A propaganda eleitoral dos candidatos que disputam as eleições de 2022 será iniciada oficialmente no dia 16 de agosto.

Essa data marca ainda o início da realização de comícios, distribuição de material gráfico, caminhadas ou outros atos de campanha eleitoral. Fica autorizada também a propaganda na mídia impressa e na internet.

O horário eleitoral no rádio e na televisão terá início no dia 26 de agosto e vai até o dia 30 de setembro para os cargos que concorrem ao primeiro turno.

O período da propaganda vai de 16 de agosto até 01 de outubro, véspera das eleições.  No dia do pleito, qualquer ato de propaganda poderá ser caracterizado como crime de boca de urna.

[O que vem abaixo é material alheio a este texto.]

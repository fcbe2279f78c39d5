//! File operations requested by filesystem windows.
//!
//! A window describes the work as a [`FileJob`]; the desktop decides whether
//! it runs inline or on the background worker, based on the size of the
//! selected entry.
use std::fs;
use std::io;
use std::path::{Path, PathBuf};

use crate::actions::ActionResult;
use crate::desktop::Desktop;
use crate::window::WindowId;

/// Self-contained unit of filesystem work. Must own everything it touches.
pub type FileJob = Box<dyn FnOnce() -> ActionResult + Send + 'static>;

#[derive(Debug, Clone, PartialEq, Eq)]
pub struct EntryInfo {
    pub name: String,
    pub path: PathBuf,
    pub is_dir: bool,
    /// `None` when the size could not be read.
    pub size: Option<u64>,
}

impl EntryInfo {
    pub fn is_parent_link(&self) -> bool {
        self.name == ".."
    }

    pub fn kind(&self) -> &'static str {
        if self.is_dir { "directory" } else { "file" }
    }
}

#[derive(Debug, Clone, PartialEq, Eq)]
pub enum FileOperation {
    Copy { destination: PathBuf },
    Move { destination: PathBuf },
    Delete,
}

impl FileOperation {
    /// Progress dialog title.
    pub fn title(&self) -> &'static str {
        match self {
            FileOperation::Copy { .. } => "Copying",
            FileOperation::Move { .. } => "Moving",
            FileOperation::Delete => "Deleting",
        }
    }
}

/// Directories always count as long; `..` and unknown sizes never do.
pub fn is_long_operation(entry: Option<&EntryInfo>, threshold: u64) -> bool {
    match entry {
        None => false,
        Some(entry) if entry.is_parent_link() => false,
        Some(entry) if entry.is_dir => true,
        Some(entry) => entry.size.is_some_and(|size| size >= threshold),
    }
}

/// Where `entry` lands when copied or moved to `destination`. An existing
/// directory receives the entry under its own name.
pub fn resolve_destination(entry: &EntryInfo, destination: &Path) -> Result<PathBuf, String> {
    if destination.as_os_str().is_empty() {
        return Err("Destination path cannot be empty.".to_string());
    }
    let target = if destination.is_dir() {
        destination.join(&entry.name)
    } else {
        destination.to_path_buf()
    };
    let source = fs::canonicalize(&entry.path).unwrap_or_else(|_| entry.path.clone());
    let resolved = canonical_target(&target);
    if entry.is_dir && resolved.starts_with(&source) {
        return Err("Cannot copy/move a directory into itself or its children.".to_string());
    }
    if resolved == source {
        return Err("Source and destination are the same.".to_string());
    }
    if target.exists() {
        return Err("Destination already exists.".to_string());
    }
    if let Some(parent) = target.parent()
        && !parent.as_os_str().is_empty()
        && !parent.is_dir()
    {
        return Err("Destination directory does not exist.".to_string());
    }
    Ok(target)
}

/// Canonicalize through the parent, since the target itself does not exist.
fn canonical_target(target: &Path) -> PathBuf {
    match (target.parent(), target.file_name()) {
        (Some(parent), Some(name)) => fs::canonicalize(parent)
            .map(|p| p.join(name))
            .unwrap_or_else(|_| target.to_path_buf()),
        _ => target.to_path_buf(),
    }
}

pub fn copy_path(source: &Path, target: &Path) -> io::Result<()> {
    if source.is_dir() {
        fs::create_dir(target)?;
        for entry in fs::read_dir(source)? {
            let entry = entry?;
            copy_path(&entry.path(), &target.join(entry.file_name()))?;
        }
        Ok(())
    } else {
        fs::copy(source, target).map(|_| ())
    }
}

/// Rename, falling back to copy-and-delete across filesystems.
pub fn move_path(source: &Path, target: &Path) -> io::Result<()> {
    if fs::rename(source, target).is_ok() {
        return Ok(());
    }
    copy_path(source, target)?;
    delete_path(source)
}

pub fn delete_path(path: &Path) -> io::Result<()> {
    if path.is_dir() {
        fs::remove_dir_all(path)
    } else {
        fs::remove_file(path)
    }
}

/// Describe an arbitrary path the way a folder listing would.
pub fn entry_for_path(path: &Path) -> io::Result<EntryInfo> {
    let meta = fs::metadata(path)?;
    let name = path
        .file_name()
        .map_or_else(|| path.display().to_string(), |n| n.to_string_lossy().into_owned());
    Ok(EntryInfo {
        name,
        path: path.to_path_buf(),
        is_dir: meta.is_dir(),
        size: (!meta.is_dir()).then_some(meta.len()),
    })
}

/// Build the job for `operation` on `entry`, already resolved to a target.
pub fn job_for(entry: &EntryInfo, operation: &FileOperation) -> Result<FileJob, String> {
    let source = entry.path.clone();
    let name = entry.name.clone();
    let job: FileJob = match operation {
        FileOperation::Copy { destination } => {
            let target = resolve_destination(entry, destination)?;
            Box::new(move || finish(copy_path(&source, &target), "copy", &name))
        }
        FileOperation::Move { destination } => {
            let target = resolve_destination(entry, destination)?;
            Box::new(move || finish(move_path(&source, &target), "move", &name))
        }
        FileOperation::Delete => Box::new(move || finish(delete_path(&source), "delete", &name)),
    };
    Ok(job)
}

fn finish(outcome: io::Result<()>, verb: &str, name: &str) -> ActionResult {
    match outcome {
        Ok(()) => {
            tracing::info!(operation = verb, entry = name, "file operation finished");
            ActionResult::Refresh
        }
        Err(err) => {
            tracing::warn!(operation = verb, entry = name, error = %err, "file operation failed");
            ActionResult::Error(format!("Failed to {verb} {name}: {err}"))
        }
    }
}

impl Desktop {
    /// Run `operation` for the selection of `window`: inline for small
    /// files, on the background worker behind a progress dialog otherwise.
    /// Returns the result to dispatch, or `None` once a worker started.
    pub fn run_file_operation(
        &mut self,
        window: WindowId,
        operation: FileOperation,
    ) -> Option<ActionResult> {
        let Some(win) = self.windows.get_mut(window) else {
            return Some(ActionResult::error("The source window is no longer open."));
        };
        let Some(ops) = win.app_mut().file_operations() else {
            return Some(ActionResult::error(
                "This window does not support file operations.",
            ));
        };
        let entry = ops.selected_entry();
        let job = match ops.prepare(&operation) {
            Ok(job) => job,
            Err(message) => return Some(ActionResult::Error(message)),
        };
        self.schedule_file_job(window, entry.as_ref(), &operation, job)
    }

    /// Copy a dropped `path` into `destination` for `window`, split between
    /// inline and background work the same way as [`Self::run_file_operation`].
    pub fn copy_dropped_path(
        &mut self,
        window: WindowId,
        path: &Path,
        destination: PathBuf,
    ) -> Option<ActionResult> {
        let entry = match entry_for_path(path) {
            Ok(entry) => entry,
            Err(err) => {
                return Some(ActionResult::error(format!(
                    "Cannot drop {}:\n{err}",
                    path.display()
                )));
            }
        };
        let operation = FileOperation::Copy { destination };
        let job = match job_for(&entry, &operation) {
            Ok(job) => job,
            Err(message) => return Some(ActionResult::Error(message)),
        };
        self.schedule_file_job(window, Some(&entry), &operation, job)
    }

    fn schedule_file_job(
        &mut self,
        window: WindowId,
        entry: Option<&EntryInfo>,
        operation: &FileOperation,
        job: FileJob,
    ) -> Option<ActionResult> {
        if !is_long_operation(entry, self.config.long_operation_bytes) {
            return Some(job());
        }
        let name = entry.map_or("item", |e| e.name.as_str());
        let message = format!("{}:\n{}\n\nPlease wait...", operation.title(), name);
        self.start_background_operation(operation.title(), &message, job, Some(window))
    }
}

#[cfg(test)]
mod tests {
    use super::*;

    fn entry(name: &str, is_dir: bool, size: Option<u64>) -> EntryInfo {
        EntryInfo {
            name: name.to_string(),
            path: PathBuf::from(name),
            is_dir,
            size,
        }
    }

    #[test]
    fn long_operation_rules() {
        let t = 8 * 1024 * 1024;
        assert!(!is_long_operation(None, t));
        assert!(!is_long_operation(Some(&entry("..", true, None)), t));
        assert!(is_long_operation(Some(&entry("dir", true, None)), t));
        assert!(is_long_operation(Some(&entry("big", false, Some(t))), t));
        assert!(!is_long_operation(Some(&entry("small", false, Some(t - 1))), t));
        assert!(!is_long_operation(Some(&entry("unknown", false, None)), t));
    }

    #[test]
    fn destination_directory_receives_entry_name() {
        let dir = tempfile::tempdir().unwrap();
        let src = dir.path().join("a.txt");
        fs::write(&src, b"x").unwrap();
        let dest = dir.path().join("out");
        fs::create_dir(&dest).unwrap();
        let e = EntryInfo {
            name: "a.txt".into(),
            path: src,
            is_dir: false,
            size: Some(1),
        };
        assert_eq!(resolve_destination(&e, &dest).unwrap(), dest.join("a.txt"));
        assert!(resolve_destination(&e, Path::new("")).is_err());
    }

    #[test]
    fn directory_cannot_move_into_itself() {
        let dir = tempfile::tempdir().unwrap();
        let src = dir.path().join("d");
        fs::create_dir(&src).unwrap();
        let e = EntryInfo {
            name: "d".into(),
            path: src.clone(),
            is_dir: true,
            size: None,
        };
        let err = resolve_destination(&e, &src).unwrap_err();
        assert!(err.contains("into itself"));
    }

    #[test]
    fn copy_job_copies_trees() {
        let dir = tempfile::tempdir().unwrap();
        let src = dir.path().join("tree");
        fs::create_dir_all(src.join("inner")).unwrap();
        fs::write(src.join("inner/file"), b"data").unwrap();
        let e = EntryInfo {
            name: "tree".into(),
            path: src,
            is_dir: true,
            size: None,
        };
        let dest = dir.path().join("copy");
        let job = job_for(
            &e,
            &FileOperation::Copy {
                destination: dest.clone(),
            },
        )
        .unwrap();
        assert_eq!(job(), ActionResult::Refresh);
        assert_eq!(fs::read(dest.join("inner/file")).unwrap(), b"data");
    }

    #[test]
    fn failed_job_reports_error() {
        let e = entry("missing-file-for-test", false, Some(1));
        let job = job_for(&e, &FileOperation::Delete).unwrap();
        assert!(matches!(job(), ActionResult::Error(_)));
    }
}
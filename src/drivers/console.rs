use std::io::{self, Stdout};
use std::time::Duration;

use crossterm::event::{DisableMouseCapture, EnableMouseCapture, Event};
use crossterm::terminal::{EnterAlternateScreen, LeaveAlternateScreen};
use crossterm::{execute, terminal};
use ratatui::Terminal;
use ratatui::backend::CrosstermBackend;
use ratatui::layout::Rect;

use super::keyboard::KeyboardNormalizer;
use super::{InputDriver, OutputDriver};
use crate::ui::UiFrame;

pub struct ConsoleInputDriver {
    normalizer: KeyboardNormalizer,
}

impl Default for ConsoleInputDriver {
    fn default() -> Self {
        Self::new()
    }
}

impl ConsoleInputDriver {
    pub fn new() -> Self {
        Self {
            normalizer: KeyboardNormalizer::new(),
        }
    }
}

impl InputDriver for ConsoleInputDriver {
    fn poll(&mut self, timeout: Duration) -> io::Result<bool> {
        crossterm::event::poll(timeout)
    }

    fn read(&mut self) -> io::Result<Event> {
        loop {
            let evt = crossterm::event::read()?;
            if let Some(normalized) = self.normalizer.normalize(evt) {
                return Ok(normalized);
            }
            // A filtered event (key release) must not block the frame: only
            // keep reading if more input is already queued.
            if !crossterm::event::poll(Duration::from_millis(0))? {
                return Ok(Event::FocusGained);
            }
        }
    }

    fn set_mouse_capture(&mut self, enabled: bool) -> io::Result<()> {
        if enabled {
            execute!(io::stdout(), EnableMouseCapture)
        } else {
            execute!(io::stdout(), DisableMouseCapture)
        }
    }
}

pub struct ConsoleOutputDriver {
    terminal: Terminal<CrosstermBackend<Stdout>>,
    entered: bool,
}

impl ConsoleOutputDriver {
    pub fn new() -> io::Result<Self> {
        let backend = CrosstermBackend::new(io::stdout());
        let terminal = Terminal::new(backend)?;
        Ok(Self {
            terminal,
            entered: false,
        })
    }
}

impl OutputDriver for ConsoleOutputDriver {
    fn enter(&mut self) -> io::Result<()> {
        if self.entered {
            return Ok(());
        }
        execute!(
            self.terminal.backend_mut(),
            EnterAlternateScreen,
            EnableMouseCapture
        )?;
        terminal::enable_raw_mode()?;
        self.terminal.hide_cursor()?;
        self.terminal.clear()?;
        self.entered = true;
        Ok(())
    }

    fn exit(&mut self) -> io::Result<()> {
        if !self.entered {
            return Ok(());
        }
        terminal::disable_raw_mode()?;
        execute!(
            self.terminal.backend_mut(),
            DisableMouseCapture,
            LeaveAlternateScreen
        )?;
        self.terminal.show_cursor()?;
        self.entered = false;
        Ok(())
    }

    fn size(&self) -> io::Result<Rect> {
        let (width, height) = terminal::size()?;
        Ok(Rect::new(0, 0, width, height))
    }

    fn draw<F>(&mut self, f: F) -> io::Result<()>
    where
        F: FnOnce(UiFrame<'_>),
    {
        self.terminal
            .draw(move |frame| {
                let wrapper = UiFrame::new(frame);
                f(wrapper);
            })
            .map(|_| ())
            .map_err(|err| io::Error::other(err.to_string()))
    }
}

impl Drop for ConsoleOutputDriver {
    fn drop(&mut self) {
        let _ = self.exit();
    }
}
//! Small hosted apps that exercise the window contract.
pub mod folder;
pub mod log_viewer;
pub mod note;
pub mod text_viewer;

pub use folder::FolderWindow;
pub use log_viewer::LogViewer;
pub use note::NoteWindow;
pub use text_viewer::TextViewer;
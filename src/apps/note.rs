use std::fs;
use std::path::{Path, PathBuf};

use crossterm::event::{KeyCode, KeyEvent, KeyModifiers, MouseButton};
use ratatui::prelude::Rect;

use crate::actions::{ActionResult, AppAction};
use crate::components::{Menu, MenuItem};
use crate::theme;
use crate::ui::UiFrame;
use crate::window::{
    BodyPoint, Document, DropTarget, MenuHost, ScrollDirection, WindowApp, WindowContext,
};

/// Plain text editor: one cursor, no selection.
#[derive(Debug)]
pub struct NoteWindow {
    path: Option<PathBuf>,
    lines: Vec<String>,
    /// Cursor position as (line, char index).
    cursor: (usize, usize),
    top: usize,
    modified: bool,
}

impl Default for NoteWindow {
    fn default() -> Self {
        Self::new()
    }
}

impl NoteWindow {
    pub fn new() -> Self {
        Self {
            path: None,
            lines: vec![String::new()],
            cursor: (0, 0),
            top: 0,
            modified: false,
        }
    }

    pub fn text(&self) -> String {
        self.lines.join("\n")
    }

    pub fn path(&self) -> Option<&Path> {
        self.path.as_deref()
    }

    pub fn is_modified(&self) -> bool {
        self.modified
    }

    pub fn cursor(&self) -> (usize, usize) {
        self.cursor
    }

    fn line_len(&self, line: usize) -> usize {
        self.lines.get(line).map_or(0, |l| l.chars().count())
    }

    fn byte_index(line: &str, col: usize) -> usize {
        line.char_indices().nth(col).map_or(line.len(), |(i, _)| i)
    }

    pub fn insert_text(&mut self, text: &str) {
        let normalized = text.replace("\r\n", "\n").replace('\r', "\n");
        for ch in normalized.chars() {
            if ch == '\n' {
                self.newline();
            } else {
                self.insert_char(ch);
            }
        }
    }

    fn insert_char(&mut self, ch: char) {
        let (line, col) = self.cursor;
        if let Some(text) = self.lines.get_mut(line) {
            let at = Self::byte_index(text, col);
            text.insert(at, ch);
            self.cursor.1 += 1;
            self.modified = true;
        }
    }

    fn newline(&mut self) {
        let (line, col) = self.cursor;
        let Some(text) = self.lines.get_mut(line) else {
            return;
        };
        let at = Self::byte_index(text, col);
        let rest = text.split_off(at);
        self.lines.insert(line + 1, rest);
        self.cursor = (line + 1, 0);
        self.modified = true;
    }

    fn backspace(&mut self) {
        let (line, col) = self.cursor;
        if col > 0 {
            if let Some(text) = self.lines.get_mut(line) {
                let at = Self::byte_index(text, col - 1);
                text.remove(at);
                self.cursor.1 -= 1;
                self.modified = true;
            }
        } else if line > 0 {
            let tail = self.lines.remove(line);
            let prev_len = self.line_len(line - 1);
            if let Some(prev) = self.lines.get_mut(line - 1) {
                prev.push_str(&tail);
            }
            self.cursor = (line - 1, prev_len);
            self.modified = true;
        }
    }

    fn move_cursor(&mut self, code: KeyCode) {
        let (line, col) = self.cursor;
        self.cursor = match code {
            KeyCode::Left if col > 0 => (line, col - 1),
            KeyCode::Left if line > 0 => (line - 1, self.line_len(line - 1)),
            KeyCode::Right if col < self.line_len(line) => (line, col + 1),
            KeyCode::Right if line + 1 < self.lines.len() => (line + 1, 0),
            KeyCode::Up if line > 0 => (line - 1, col.min(self.line_len(line - 1))),
            KeyCode::Down if line + 1 < self.lines.len() => {
                (line + 1, col.min(self.line_len(line + 1)))
            }
            KeyCode::Home => (line, 0),
            KeyCode::End => (line, self.line_len(line)),
            _ => (line, col),
        };
    }

    fn load(&mut self, path: PathBuf) -> Option<ActionResult> {
        match fs::read(&path) {
            Ok(bytes) => {
                let text = String::from_utf8_lossy(&bytes);
                self.lines = text.split('\n').map(str::to_string).collect();
                self.cursor = (0, 0);
                self.top = 0;
                self.modified = false;
                self.path = Some(path);
                None
            }
            Err(err) => Some(ActionResult::error(format!(
                "Cannot open {}:\n{err}",
                path.display()
            ))),
        }
    }

    fn save(&mut self) -> Option<ActionResult> {
        let Some(path) = self.path.clone() else {
            return Some(ActionResult::RequestSaveAs);
        };
        match fs::write(&path, self.text()) {
            Ok(()) => {
                tracing::info!(path = %path.display(), "note saved");
                self.modified = false;
                None
            }
            Err(err) => Some(ActionResult::SaveError(err.to_string())),
        }
    }

    fn keep_cursor_visible(&mut self, height: usize) {
        let line = self.cursor.0;
        if line < self.top {
            self.top = line;
        } else if height > 0 && line >= self.top + height {
            self.top = line + 1 - height;
        }
    }
}

impl WindowApp for NoteWindow {
    fn render(&mut self, frame: &mut UiFrame<'_>, body: Rect, focused: bool) {
        if body.height < 2 {
            return;
        }
        let text_rows = body.height as usize - 1;
        self.keep_cursor_visible(text_rows);
        let style = theme::style(theme::window_body_fg(), theme::window_body_bg());
        for (row, line) in self.lines.iter().skip(self.top).take(text_rows).enumerate() {
            let visible: String = line.chars().take(body.width as usize).collect();
            frame.set_string(body.x, body.y + row as u16, &visible, style);
        }
        if focused {
            let (line, col) = self.cursor;
            let x = body.x + (col as u16).min(body.width.saturating_sub(1));
            let y = body.y + (line - self.top) as u16;
            frame.restyle(Rect::new(x, y, 1, 1), theme::menu_style(true));
        }
        let name = self
            .path
            .as_ref()
            .and_then(|p| p.file_name())
            .map_or_else(|| "Untitled".to_string(), |n| n.to_string_lossy().into_owned());
        let status = format!(
            " {name}{} | Ln {}, Col {}",
            if self.modified { " *" } else { "" },
            self.cursor.0 + 1,
            self.cursor.1 + 1
        );
        let status: String = status.chars().take(body.width as usize).collect();
        let status_y = body.y + body.height - 1;
        frame.fill(
            Rect::new(body.x, status_y, body.width, 1),
            " ",
            theme::style(theme::status_fg(), theme::status_bg()),
        );
        frame.set_string(
            body.x,
            status_y,
            &status,
            theme::style(theme::status_fg(), theme::status_bg()),
        );
    }

    fn handle_key(&mut self, key: &KeyEvent, ctx: &mut WindowContext<'_>) -> Option<ActionResult> {
        let ctrl = key.modifiers.contains(KeyModifiers::CONTROL);
        match key.code {
            KeyCode::Char('s') if ctrl => return self.save(),
            KeyCode::Char('o') if ctrl => return Some(ActionResult::RequestOpenPath),
            KeyCode::Char('c') if ctrl => {
                if let Some(line) = self.lines.get(self.cursor.0) {
                    ctx.clipboard.copy(line.clone());
                }
            }
            KeyCode::Char('v') if ctrl => {
                if let Some(text) = ctx.clipboard.paste() {
                    self.insert_text(&text);
                }
            }
            KeyCode::Char(ch) if !ctrl => self.insert_char(ch),
            KeyCode::Enter => self.newline(),
            KeyCode::Backspace => self.backspace(),
            KeyCode::Tab => self.insert_text("    "),
            code => self.move_cursor(code),
        }
        None
    }

    fn handle_click(
        &mut self,
        at: BodyPoint,
        button: MouseButton,
        _ctx: &mut WindowContext<'_>,
    ) -> Option<ActionResult> {
        if button != MouseButton::Left {
            return None;
        }
        let line = (self.top + at.row as usize).min(self.lines.len().saturating_sub(1));
        self.cursor = (line, (at.column as usize).min(self.line_len(line)));
        None
    }

    fn handle_scroll(&mut self, direction: ScrollDirection, steps: u16) {
        let steps = steps as usize;
        let last = self.lines.len().saturating_sub(1);
        let line = match direction {
            ScrollDirection::Up => self.cursor.0.saturating_sub(steps),
            ScrollDirection::Down => (self.cursor.0 + steps).min(last),
        };
        self.cursor = (line, self.cursor.1.min(self.line_len(line)));
    }

    fn menu_host(&mut self) -> Option<&mut dyn MenuHost> {
        Some(self)
    }

    fn document(&mut self) -> Option<&mut dyn Document> {
        Some(self)
    }

    fn drop_target(&mut self) -> Option<&mut dyn DropTarget> {
        Some(self)
    }
}

/// Dropping a file onto a note loads it.
impl DropTarget for NoteWindow {
    fn accept_dropped_path(&mut self, path: &Path) -> Option<ActionResult> {
        self.load(path.to_path_buf())
    }
}

impl MenuHost for NoteWindow {
    fn menus(&self) -> Vec<Menu<String>> {
        let item = |label: &str, command: &str| MenuItem::new(label, command.to_string());
        vec![
            Menu::new(
                "File",
                vec![
                    item("New", "new"),
                    item("Open...  Ctrl+O", "open"),
                    item("Save     Ctrl+S", "save"),
                    item("Save As...", "save_as"),
                    MenuItem::separator(),
                    item("Close", "close"),
                ],
            ),
            Menu::new(
                "Edit",
                vec![
                    item("Copy Line  Ctrl+C", "copy_line"),
                    item("Paste      Ctrl+V", "paste"),
                ],
            ),
        ]
    }

    fn on_menu_command(
        &mut self,
        command: &str,
        ctx: &mut WindowContext<'_>,
    ) -> Option<ActionResult> {
        match command {
            "new" => Some(ActionResult::Execute(AppAction::NewWindow)),
            "open" => Some(ActionResult::RequestOpenPath),
            "save" => self.save(),
            "save_as" => Some(ActionResult::RequestSaveAs),
            "close" => Some(ActionResult::Execute(AppAction::CloseWindow)),
            "copy_line" => {
                if let Some(line) = self.lines.get(self.cursor.0) {
                    ctx.clipboard.copy(line.clone());
                }
                None
            }
            "paste" => {
                if let Some(text) = ctx.clipboard.paste() {
                    self.insert_text(&text);
                }
                None
            }
            other => {
                tracing::debug!(command = other, "unknown note command");
                None
            }
        }
    }
}

impl Document for NoteWindow {
    fn save_as(&mut self, name: &str) -> Option<ActionResult> {
        self.path = Some(PathBuf::from(name));
        self.save()
    }

    fn open_path(&mut self, path: &str) -> Option<ActionResult> {
        let path = path.trim();
        if path.is_empty() {
            return None;
        }
        self.load(PathBuf::from(path))
    }
}

#[cfg(test)]
mod tests {
    use super::*;
    use crate::clipboard::Clipboard;
    use crate::config::DesktopConfig;

    fn press(note: &mut NoteWindow, code: KeyCode) -> Option<ActionResult> {
        let mut clipboard = Clipboard::new(false);
        let config = DesktopConfig::default();
        let mut ctx = WindowContext {
            clipboard: &mut clipboard,
            config: &config,
        };
        note.handle_key(&KeyEvent::new(code, KeyModifiers::NONE), &mut ctx)
    }

    #[test]
    fn typing_and_newlines_edit_buffer() {
        let mut note = NoteWindow::new();
        note.insert_text("ab\ncd");
        press(&mut note, KeyCode::Backspace);
        assert_eq!(note.text(), "ab\nc");
        press(&mut note, KeyCode::Home);
        press(&mut note, KeyCode::Backspace);
        assert_eq!(note.text(), "abc");
        assert_eq!(note.cursor(), (0, 2));
    }

    #[test]
    fn save_without_path_requests_save_as() {
        let mut note = NoteWindow::new();
        assert_eq!(note.save(), Some(ActionResult::RequestSaveAs));
    }

    #[test]
    fn save_as_writes_and_open_reads_back() {
        let dir = tempfile::tempdir().unwrap();
        let path = dir.path().join("note.txt");
        let mut note = NoteWindow::new();
        note.insert_text("hello\nworld");
        assert_eq!(note.save_as(path.to_str().unwrap()), None);
        assert!(!note.is_modified());

        let mut other = NoteWindow::new();
        assert_eq!(other.open_path(path.to_str().unwrap()), None);
        assert_eq!(other.text(), "hello\nworld");
    }

    #[test]
    fn save_into_missing_directory_is_save_error() {
        let dir = tempfile::tempdir().unwrap();
        let path = dir.path().join("missing/note.txt");
        let mut note = NoteWindow::new();
        let result = note.save_as(path.to_str().unwrap());
        assert!(matches!(result, Some(ActionResult::SaveError(_))));
    }

    #[test]
    fn menu_close_asks_desktop() {
        let mut note = NoteWindow::new();
        let mut clipboard = Clipboard::new(false);
        let config = DesktopConfig::default();
        let mut ctx = WindowContext {
            clipboard: &mut clipboard,
            config: &config,
        };
        assert_eq!(
            note.on_menu_command("close", &mut ctx),
            Some(ActionResult::Execute(AppAction::CloseWindow))
        );
    }
}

A propaganda eleitoral é ato fundamental da campanha, um direito dos candidatos e dos eleitores, que precisam conhecer os candidatos e suas propostas para exercer o voto consciente.

Os atos e divulgação obedecem a regras específicas da Lei das Eleições e quaisquer abusos serão coibidos pela Justiça Eleitoral.

Além do direito de resposta garantido por lei a qualquer candidato ofendido, a Justiça Eleitoral também pode determinar a remoção de conteúdo considerado impróprio.

A legislação eleitoral proíbe, desde 2006, a distribuição de camisetas, chaveiros, bonés, canetas, brindes, cestas básicas ou quaisquer outros bens ou materiais que possam proporcionar vantagem ao eleitor.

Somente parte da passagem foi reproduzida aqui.